A very long journey 1
(début)
Je ne suis pas monté sur scène depuis le show de Central Park et vu que je ne pars pas en tournée cette année, tous les concerts que je ferai seront en quelque sorte « exceptionnels ».
Cette fois, c’est une double exception car, je vais en même temps découvrir la Nouvelle Calédonie invité à jouer au festival Blackwoodstock à Nouméa. Je n’y suis jamais allé. La N.C. c’est loin. Le voyage est supposé durer 30 heures. C’est long, un bien petit mot de quatre lettres pour un périple de milliers de kilomètres.
Si en anglais, « voyage » se dit « journey », certaines journées n’en finissent pas… J’ai eu beau remonter le temps en voyageant vers l’Ouest, soudain au milieu de l’océan Pacifique j’ai pris deux jours dans les dents, dans les rotules, dans le bas du dos et des cernes sous les yeux.
J’avais beau être dans les starting-blocks, dés Manhattan ça a été un peu difficile.
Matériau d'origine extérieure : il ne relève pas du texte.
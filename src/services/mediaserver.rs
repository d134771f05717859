//! Media server seam and library statistics

use std::sync::Arc;

use anyhow::Result;
use async_trait::async_trait;
use serde::Serialize;
use tracing::{info, warn};

use crate::db::{Database, MediaSyncStatisticsRecord};

#[derive(Debug, Clone, Copy, Default, PartialEq, Eq, Serialize)]
pub struct LibraryCounts {
    pub movie: i64,
    pub tv: i64,
    pub episode: i64,
    pub music: i64,
}

impl LibraryCounts {
    pub fn total(&self) -> i64 {
        self.movie + self.tv
    }
}

#[derive(Debug, Clone, Serialize)]
pub struct PlayActivity {
    pub kind: String,
    pub event: String,
    pub date: String,
}

#[async_trait]
pub trait MediaServer: Send + Sync {
    /// Server name used as the statistics key
    fn name(&self) -> &str;

    /// Scan the server library, `None` when nothing could be read
    async fn sync_library(&self) -> Result<Option<LibraryCounts>>;

    async fn media_counts(&self) -> Result<LibraryCounts>;

    async fn user_count(&self) -> Result<i64>;

    async fn activity_log(&self, limit: usize) -> Result<Vec<PlayActivity>>;

    async fn status(&self) -> bool;
}

/// Used when `media.media_server` is not set
#[derive(Debug, Default, Clone, Copy)]
pub struct UnconfiguredMediaServer;

#[async_trait]
impl MediaServer for UnconfiguredMediaServer {
    fn name(&self) -> &str {
        "none"
    }

    async fn sync_library(&self) -> Result<Option<LibraryCounts>> {
        Ok(None)
    }

    async fn media_counts(&self) -> Result<LibraryCounts> {
        Ok(LibraryCounts::default())
    }

    async fn user_count(&self) -> Result<i64> {
        Ok(0)
    }

    async fn activity_log(&self, _limit: usize) -> Result<Vec<PlayActivity>> {
        Ok(Vec::new())
    }

    async fn status(&self) -> bool {
        false
    }
}

/// Runs library syncs and keeps their statistics
#[derive(Clone)]
pub struct MediaSyncService {
    db: Database,
    server: Arc<dyn MediaServer>,
}

impl MediaSyncService {
    pub fn new(db: Database, server: Arc<dyn MediaServer>) -> Self {
        Self { db, server }
    }

    pub fn server(&self) -> &Arc<dyn MediaServer> {
        &self.server
    }

    /// Sync the server library and persist the counts. Returns false when
    /// the server reported nothing.
    pub async fn sync(&self) -> Result<bool> {
        let Some(counts) = self.server.sync_library().await? else {
            warn!(server = self.server.name(), "Media server returned no library data");
            return Ok(false);
        };
        self.db
            .media_sync()
            .save_statistics(self.server.name(), counts.total(), counts.movie, counts.tv)
            .await?;
        info!(
            server = self.server.name(),
            movies = counts.movie,
            tv = counts.tv,
            "Media server library synced"
        );
        Ok(true)
    }

    pub async fn status(&self) -> Result<Option<MediaSyncStatisticsRecord>> {
        self.db.media_sync().latest_statistics(self.server.name()).await
    }
}

#[cfg(test)]
mod tests {
    use super::*;

    struct FixedServer;

    #[async_trait]
    impl MediaServer for FixedServer {
        fn name(&self) -> &str {
            "emby"
        }

        async fn sync_library(&self) -> Result<Option<LibraryCounts>> {
            Ok(Some(LibraryCounts {
                movie: 12,
                tv: 3,
                ..Default::default()
            }))
        }

        async fn media_counts(&self) -> Result<LibraryCounts> {
            Ok(LibraryCounts::default())
        }

        async fn user_count(&self) -> Result<i64> {
            Ok(1)
        }

        async fn activity_log(&self, _limit: usize) -> Result<Vec<PlayActivity>> {
            Ok(Vec::new())
        }

        async fn status(&self) -> bool {
            true
        }
    }

    #[tokio::test]
    async fn test_sync_persists_statistics() {
        let db = Database::connect_in_memory().await.unwrap();
        let service = MediaSyncService::new(db, Arc::new(FixedServer));
        assert!(service.status().await.unwrap().is_none());
        assert!(service.sync().await.unwrap());

        let stats = service.status().await.unwrap().unwrap();
        assert_eq!((stats.total_count, stats.movie_count, stats.tv_count), (15, 12, 3));
    }

    #[tokio::test]
    async fn test_unconfigured_server_writes_nothing() {
        let db = Database::connect_in_memory().await.unwrap();
        let service = MediaSyncService::new(db, Arc::new(UnconfiguredMediaServer));
        assert!(!service.sync().await.unwrap());
        assert!(service.status().await.unwrap().is_none());
    }
}
use super::setters::stored_password;
use super::settings::{AppSettings, LaboratorySection, SecuritySection};
use crate::db::custom_words::{ANY_SEASON, GENERAL_GROUP_ID};
use crate::db::{CreateCustomWord, CreateMessageClient, CreateSyncPath, Database, WordKind};
use crate::media::RmtMode;
use crate::media::paths::normpath;
use crate::services::auth::HASH_PREFIX;

/// Switches migrated from the legacy `message.switch` block, in order
const LEGACY_SWITCHES: &[&str] = &[
    "download_start",
    "download_fail",
    "transfer_finished",
    "transfer_fail",
    "rss_added",
    "rss_finished",
    "site_signin",
];

/// Switches every migrated client gets once a legacy switch block exists
const IMPLIED_SWITCHES: &[&str] = &[
    "site_message",
    "brushtask_added",
    "brushtask_remove",
    "mediaserver_message",
];

const LEGACY_MESSAGE_KEYS: &[&str] = &[
    "msg_channel",
    "switch",
    "wechat",
    "telegram",
    "serverchan",
    "bark",
    "pushplus",
    "iyuu",
];

fn random_key(len: usize) -> String {
    rand::thread_rng()
        .sample_iter(&Alphanumeric)
        .take(len)
        .map(char::from)
        .collect()
}

fn yaml_map(pairs: &[(&str, Value)]) -> Value {
    let mut map = Mapping::new();
    for (k, v) in pairs {
        map.insert(Value::from(*k), v.clone());
    }
    Value::Mapping(map)
}

fn allow_ip(ipv4: &str, ipv6: &str) -> Value {
    yaml_map(&[("ipv4", Value::from(ipv4)), ("ipv6", Value::from(ipv6))])
}

fn flags(names: &[(&str, bool)]) -> Value {
    let pairs: Vec<(&str, Value)> = names.iter().map(|(k, v)| (*k, Value::Bool(*v))).collect();
    yaml_map(&pairs)
}

fn default_scraper_nfo() -> Mapping {
    let mut map = Mapping::new();
    map.insert(
        Value::from("movie"),
        flags(&[("basic", true), ("credits", true), ("credits_chinese", false)]),
    );
    map.insert(
        Value::from("tv"),
        flags(&[
            ("basic", true),
            ("credits", true),
            ("credits_chinese", false),
            ("season_basic", true),
            ("episode_basic", true),
            ("episode_credits", true),
        ]),
    );
    map
}

fn default_scraper_pic() -> Mapping {
    let mut map = Mapping::new();
    map.insert(
        Value::from("movie"),
        flags(&[
            ("poster", true),
            ("backdrop", true),
            ("background", true),
            ("logo", true),
            ("disc", true),
            ("banner", true),
            ("thumb", true),
        ]),
    );
    map.insert(
        Value::from("tv"),
        flags(&[
            ("poster", true),
            ("backdrop", true),
            ("background", true),
            ("logo", true),
            ("clearart", true),
            ("banner", true),
            ("thumb", true),
            ("season_poster", true),
            ("season_banner", true),
            ("season_thumb", true),
        ]),
    );
    map
}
Le trafic vers le Sud était bloqué ce Samedi après midi. Je ne sais pas si c’était à cause du départ des officiels des Nations-Unies ou ceux du weekend, mais on s’est retrouvés à deux à l’heure dans la « jam » des fins de semaine. J’étais au téléphone, quand le chauffeur de taxi a soudain fait demi tour choisissant de repartir vers le Nord pour passer par le Bronx. Ça doublait la distance, mais au moins on avançait. Deux ans qu’il était venu du Ghana, quittant sa langue akan pour l’anglais, espérant vivre le rêve Américain. -Vous allez voter ? J’ai répondu que la double nationalité m’autorise à le faire. Il m’a dit que pour lui, Trump incarnait la réussite. J’ai cru m’étouffer, et j’ai passé le reste du chemin à lui transmettre un certain nombre d’informations qu’il ne semblait pas connaître à propos du blond blanc à banane. Finalement, on est arrivé terminal 8.
L’avion d’American Airlines, était en retard. On nous a expliqué que de gros orages l’avaient contraint à prendre une autre route plus longue. Le temps de nettoyer l’appareil et on a embarqué avec une heure de retard. Je n’étais pas vraiment inquiet, vu que j’avais deux heures et demi de transit à Los Angeles.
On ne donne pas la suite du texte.